··· Material supplied
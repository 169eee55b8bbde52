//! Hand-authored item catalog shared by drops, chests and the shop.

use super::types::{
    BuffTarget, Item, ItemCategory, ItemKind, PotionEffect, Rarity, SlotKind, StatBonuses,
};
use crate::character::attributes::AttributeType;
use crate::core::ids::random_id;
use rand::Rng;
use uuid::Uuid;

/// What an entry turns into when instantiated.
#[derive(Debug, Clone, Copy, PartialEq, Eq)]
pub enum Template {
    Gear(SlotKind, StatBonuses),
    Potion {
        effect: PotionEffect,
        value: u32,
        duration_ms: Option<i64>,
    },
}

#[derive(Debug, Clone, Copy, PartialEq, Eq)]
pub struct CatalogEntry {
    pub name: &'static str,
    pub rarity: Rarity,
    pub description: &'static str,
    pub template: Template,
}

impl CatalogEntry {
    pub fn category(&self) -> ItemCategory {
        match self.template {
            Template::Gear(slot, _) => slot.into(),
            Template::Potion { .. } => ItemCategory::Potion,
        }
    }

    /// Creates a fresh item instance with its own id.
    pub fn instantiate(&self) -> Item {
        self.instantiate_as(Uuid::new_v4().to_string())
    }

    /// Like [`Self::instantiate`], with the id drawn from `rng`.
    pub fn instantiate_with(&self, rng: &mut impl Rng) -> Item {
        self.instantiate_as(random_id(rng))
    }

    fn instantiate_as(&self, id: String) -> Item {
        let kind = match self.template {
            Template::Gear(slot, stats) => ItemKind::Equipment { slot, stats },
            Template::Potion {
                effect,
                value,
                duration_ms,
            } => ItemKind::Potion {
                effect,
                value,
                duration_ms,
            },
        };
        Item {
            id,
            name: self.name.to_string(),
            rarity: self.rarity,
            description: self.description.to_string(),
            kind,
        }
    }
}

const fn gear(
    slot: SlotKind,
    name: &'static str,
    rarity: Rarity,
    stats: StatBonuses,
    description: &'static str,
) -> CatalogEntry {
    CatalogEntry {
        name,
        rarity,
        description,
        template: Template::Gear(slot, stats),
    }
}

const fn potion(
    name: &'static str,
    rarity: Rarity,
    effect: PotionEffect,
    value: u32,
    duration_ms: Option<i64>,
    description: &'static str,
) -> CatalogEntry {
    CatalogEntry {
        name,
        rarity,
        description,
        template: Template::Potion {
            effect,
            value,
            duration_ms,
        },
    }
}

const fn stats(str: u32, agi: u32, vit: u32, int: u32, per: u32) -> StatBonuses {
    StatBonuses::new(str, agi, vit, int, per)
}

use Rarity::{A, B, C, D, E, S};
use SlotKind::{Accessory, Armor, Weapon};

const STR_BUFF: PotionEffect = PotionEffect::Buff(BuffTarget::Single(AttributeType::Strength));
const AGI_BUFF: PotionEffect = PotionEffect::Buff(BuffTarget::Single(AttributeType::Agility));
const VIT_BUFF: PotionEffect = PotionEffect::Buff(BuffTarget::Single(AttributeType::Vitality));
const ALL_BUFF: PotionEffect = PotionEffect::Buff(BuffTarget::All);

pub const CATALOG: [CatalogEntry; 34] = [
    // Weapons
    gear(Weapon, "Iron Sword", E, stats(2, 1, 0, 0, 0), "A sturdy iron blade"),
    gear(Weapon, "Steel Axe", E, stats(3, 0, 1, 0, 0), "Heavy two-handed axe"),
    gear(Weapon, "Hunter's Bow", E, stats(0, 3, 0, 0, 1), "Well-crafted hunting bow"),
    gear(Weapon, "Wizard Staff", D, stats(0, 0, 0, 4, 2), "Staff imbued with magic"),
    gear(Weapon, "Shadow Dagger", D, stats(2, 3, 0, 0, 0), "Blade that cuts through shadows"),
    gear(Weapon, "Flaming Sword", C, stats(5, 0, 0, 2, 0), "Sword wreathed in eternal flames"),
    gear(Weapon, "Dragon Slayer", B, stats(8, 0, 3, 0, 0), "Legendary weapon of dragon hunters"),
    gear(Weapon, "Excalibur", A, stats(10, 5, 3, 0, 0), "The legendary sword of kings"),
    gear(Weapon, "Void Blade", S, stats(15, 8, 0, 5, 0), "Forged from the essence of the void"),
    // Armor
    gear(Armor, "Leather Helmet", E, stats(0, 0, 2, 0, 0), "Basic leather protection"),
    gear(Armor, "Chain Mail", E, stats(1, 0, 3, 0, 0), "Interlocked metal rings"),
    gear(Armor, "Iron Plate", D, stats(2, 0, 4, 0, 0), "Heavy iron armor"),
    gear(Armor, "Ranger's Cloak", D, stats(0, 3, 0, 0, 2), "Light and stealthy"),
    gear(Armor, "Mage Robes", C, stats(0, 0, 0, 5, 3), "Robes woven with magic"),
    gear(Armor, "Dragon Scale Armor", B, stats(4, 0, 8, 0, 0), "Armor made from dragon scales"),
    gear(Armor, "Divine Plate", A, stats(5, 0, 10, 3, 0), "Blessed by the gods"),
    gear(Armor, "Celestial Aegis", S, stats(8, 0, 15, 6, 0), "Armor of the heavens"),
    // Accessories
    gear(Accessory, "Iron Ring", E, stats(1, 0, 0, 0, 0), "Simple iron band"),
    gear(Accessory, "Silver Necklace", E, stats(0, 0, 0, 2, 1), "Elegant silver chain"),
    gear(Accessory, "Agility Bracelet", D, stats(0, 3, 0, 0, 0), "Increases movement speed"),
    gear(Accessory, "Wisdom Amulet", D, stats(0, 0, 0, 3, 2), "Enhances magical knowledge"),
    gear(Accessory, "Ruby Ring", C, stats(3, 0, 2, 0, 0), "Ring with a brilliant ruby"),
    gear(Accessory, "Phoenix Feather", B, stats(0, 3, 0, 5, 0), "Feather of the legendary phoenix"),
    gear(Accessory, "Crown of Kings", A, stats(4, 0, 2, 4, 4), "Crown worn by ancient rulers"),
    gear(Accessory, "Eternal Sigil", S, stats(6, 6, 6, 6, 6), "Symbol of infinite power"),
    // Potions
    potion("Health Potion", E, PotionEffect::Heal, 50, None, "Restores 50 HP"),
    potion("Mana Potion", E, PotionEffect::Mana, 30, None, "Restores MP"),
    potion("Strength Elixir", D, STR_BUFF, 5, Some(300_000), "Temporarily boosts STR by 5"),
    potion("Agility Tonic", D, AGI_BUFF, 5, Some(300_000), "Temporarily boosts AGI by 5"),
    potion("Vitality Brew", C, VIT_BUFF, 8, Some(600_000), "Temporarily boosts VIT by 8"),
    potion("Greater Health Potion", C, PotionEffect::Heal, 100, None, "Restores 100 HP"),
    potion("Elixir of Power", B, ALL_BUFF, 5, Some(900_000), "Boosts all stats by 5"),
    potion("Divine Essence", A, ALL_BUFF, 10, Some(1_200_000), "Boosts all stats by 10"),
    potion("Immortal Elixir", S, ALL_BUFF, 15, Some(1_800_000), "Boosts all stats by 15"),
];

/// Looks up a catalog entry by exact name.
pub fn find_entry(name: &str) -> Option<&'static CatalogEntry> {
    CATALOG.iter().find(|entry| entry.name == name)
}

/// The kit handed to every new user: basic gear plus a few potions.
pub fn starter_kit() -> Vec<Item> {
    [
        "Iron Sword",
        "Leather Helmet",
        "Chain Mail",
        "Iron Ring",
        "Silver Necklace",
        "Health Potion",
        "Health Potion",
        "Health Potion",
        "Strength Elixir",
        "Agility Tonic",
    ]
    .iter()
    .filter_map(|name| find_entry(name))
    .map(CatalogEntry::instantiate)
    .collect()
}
······
_Exercise_
Type out the entries once more, precisely.

_Response to this task_
repository 169eee55b8bbde52
//! Hand-authored item catalog shared by drops, chests and the shop.

use super::types::{
    BuffTarget, Item, ItemCategory, ItemKind, PotionEffect, Rarity, SlotKind, StatBonuses,
};
use crate::character::attributes::AttributeType;
use crate::core::ids::random_id;
use rand::Rng;
use uuid::Uuid;

/// What an entry turns into when instantiated.
#[derive(Debug, Clone, Copy, PartialEq, Eq)]
pub enum Template {
    Gear(SlotKind, StatBonuses),
    Potion {
        effect: PotionEffect,
        value: u32,
        duration_ms: Option<i64>,
    },
}

#[derive(Debug, Clone, Copy, PartialEq, Eq)]
pub struct CatalogEntry {
    pub name: &'static str,
    pub rarity: Rarity,
    pub description: &'static str,
    pub template: Template,
}

impl CatalogEntry {
    pub fn category(&self) -> ItemCategory {
        match self.template {
            Template::Gear(slot, _) => slot.into(),
            Template::Potion { .. } => ItemCategory::Potion,
        }
    }

    /// Creates a fresh item instance with its own id.
    pub fn instantiate(&self) -> Item {
        self.instantiate_as(Uuid::new_v4().to_string())
    }

    /// Like [`Self::instantiate`], with the id drawn from `rng`.
    pub fn instantiate_with(&self, rng: &mut impl Rng) -> Item {
        self.instantiate_as(random_id(rng))
    }

    fn instantiate_as(&self, id: String) -> Item {
        let kind = match self.template {
            Template::Gear(slot, stats) => ItemKind::Equipment { slot, stats },
            Template::Potion {
                effect,
                value,
                duration_ms,
            } => ItemKind::Potion {
                effect,
                value,
                duration_ms,
            },
        };
        Item {
            id,
            name: self.name.to_string(),
            rarity: self.rarity,
            description: self.description.to_string(),
            kind,
        }
    }
}

const fn gear(
    slot: SlotKind,
    name: &'static str,
    rarity: Rarity,
    stats: StatBonuses,
    description: &'static str,
) -> CatalogEntry {
    CatalogEntry {
        name,
        rarity,
        description,
        template: Template::Gear(slot, stats),
    }
}

const fn potion(
    name: &'static str,
    rarity: Rarity,
    effect: PotionEffect,
    value: u32,
    duration_ms: Option<i64>,
    description: &'static str,
) -> CatalogEntry {
    CatalogEntry {
        name,
        rarity,
        description,
        template: Template::Potion {
            effect,
            value,
            duration_ms,
        },
    }
}

const fn stats(str: u32, agi: u32, vit: u32, int: u32, per: u32) -> StatBonuses {
    StatBonuses::new(str, agi, vit, int, per)
}

use Rarity::{A, B, C, D, E, S};
use SlotKind::{Accessory, Armor, Weapon};

const STR_BUFF: PotionEffect = PotionEffect::Buff(BuffTarget::Single(AttributeType::Strength));
const AGI_BUFF: PotionEffect = PotionEffect::Buff(BuffTarget::Single(AttributeType::Agility));
const VIT_BUFF: PotionEffect = PotionEffect::Buff(BuffTarget::Single(AttributeType::Vitality));
const ALL_BUFF: PotionEffect = PotionEffect::Buff(BuffTarget::All);

pub const CATALOG: [CatalogEntry; 34] = [
    // Weapons
    gear(Weapon, "Iron Sword", E, stats(2, 1, 0, 0, 0), "A sturdy iron blade"),
    gear(Weapon, "Steel Axe", E, stats(3, 0, 1, 0, 0), "Heavy two-handed axe"),
    gear(Weapon, "Hunter's Bow", E, stats(0, 3, 0, 0, 1), "Well-crafted hunting bow"),
    gear(Weapon, "Wizard Staff", D, stats(0, 0, 0, 4, 2), "Staff imbued with magic"),
    gear(Weapon, "Shadow Dagger", D, stats(2, 3, 0, 0, 0), "Blade that cuts through shadows"),
    gear(Weapon, "Flaming Sword", C, stats(5, 0, 0, 2, 0), "Sword wreathed in eternal flames"),
    gear(Weapon, "Dragon Slayer", B, stats(8, 0, 3, 0, 0), "Legendary weapon of dragon hunters"),
    gear(Weapon, "Excalibur", A, stats(10, 5, 3, 0, 0), "The legendary sword of kings"),
    gear(Weapon, "Void Blade", S, stats(15, 8, 0, 5, 0), "Forged from the essence of the void"),
    // Armor
    gear(Armor, "Leather Helmet", E, stats(0, 0, 2, 0, 0), "Basic leather protection"),
    gear(Armor, "Chain Mail", E, stats(1, 0, 3, 0, 0), "Interlocked metal rings"),
    gear(Armor, "Iron Plate", D, stats(2, 0, 4, 0, 0), "Heavy iron armor"),
    gear(Armor, "Ranger's Cloak", D, stats(0, 3, 0, 0, 2), "Light and stealthy"),
    gear(Armor, "Mage Robes", C, stats(0, 0, 0, 5, 3), "Robes woven with magic"),
    gear(Armor, "Dragon Scale Armor", B, stats(4, 0, 8, 0, 0), "Armor made from dragon scales"),
    gear(Armor, "Divine Plate", A, stats(5, 0, 10, 3, 0), "Blessed by the gods"),
    gear(Armor, "Celestial Aegis", S, stats(8, 0, 15, 6, 0), "Armor of the heavens"),
    // Accessories
    gear(Accessory, "Iron Ring", E, stats(1, 0, 0, 0, 0), "Simple iron band"),
    gear(Accessory, "Silver Necklace", E, stats(0, 0, 0, 2, 1), "Elegant silver chain"),
    gear(Accessory, "Agility Bracelet", D, stats(0, 3, 0, 0, 0), "Increases movement speed"),
    gear(Accessory, "Wisdom Amulet", D, stats(0, 0, 0, 3, 2), "Enhances magical knowledge"),
    gear(Accessory, "Ruby Ring", C, stats(3, 0, 2, 0, 0), "Ring with a brilliant ruby"),
    gear(Accessory, "Phoenix Feather", B, stats(0, 3, 0, 5, 0), "Feather of the legendary phoenix"),
    gear(Accessory, "Crown of Kings", A, stats(4, 0, 2, 4, 4), "Crown worn by ancient rulers"),
    gear(Accessory, "Eternal Sigil", S, stats(6, 6, 6, 6, 6), "Symbol of infinite power"),
    // Potions
    potion("Health Potion", E, PotionEffect::Heal, 50, None, "Restores 50 HP"),
    potion("Mana Potion", E, PotionEffect::Mana, 30, None, "Restores MP"),
    potion("Strength Elixir", D, STR_BUFF, 5, Some(300_000), "Temporarily boosts STR by 5"),
    potion("Agility Tonic", D, AGI_BUFF, 5, Some(300_000), "Temporarily boosts AGI by 5"),
    potion("Vitality Brew", C, VIT_BUFF, 8, Some(600_000), "Temporarily boosts VIT by 8"),
    potion("Greater Health Potion", C, PotionEffect::Heal, 100, None, "Restores 100 HP"),
    potion("Elixir of Power", B, ALL_BUFF, 5, Some(900_000), "Boosts all stats by 5"),
    potion("Divine Essence", A, ALL_BUFF, 10, Some(1_200_000), "Boosts all stats by 10"),
    potion("Immortal Elixir", S, ALL_BUFF, 15, Some(1_800_000), "Boosts all stats by 15"),
];

/// Looks up a catalog entry by exact name.
pub fn find_entry(name: &str) -> Option<&'static CatalogEntry> {
    CATALOG.iter().find(|entry| entry.name == name)
}

/// The kit handed to every new user: basic gear plus a few potions.
pub fn starter_kit() -> Vec<Item> {
    [
        "Iron Sword",
        "Leather Helmet",
        "Chain Mail",
        "Iron Ring",
        "Silver Necklace",
        "Health Potion",
        "Health Potion",
        "Health Potion",
        "Strength Elixir",
        "Agility Tonic",
    ]
    .iter()
    .filter_map(|name| find_entry(name))
    .map(CatalogEntry::instantiate)
    .collect()
}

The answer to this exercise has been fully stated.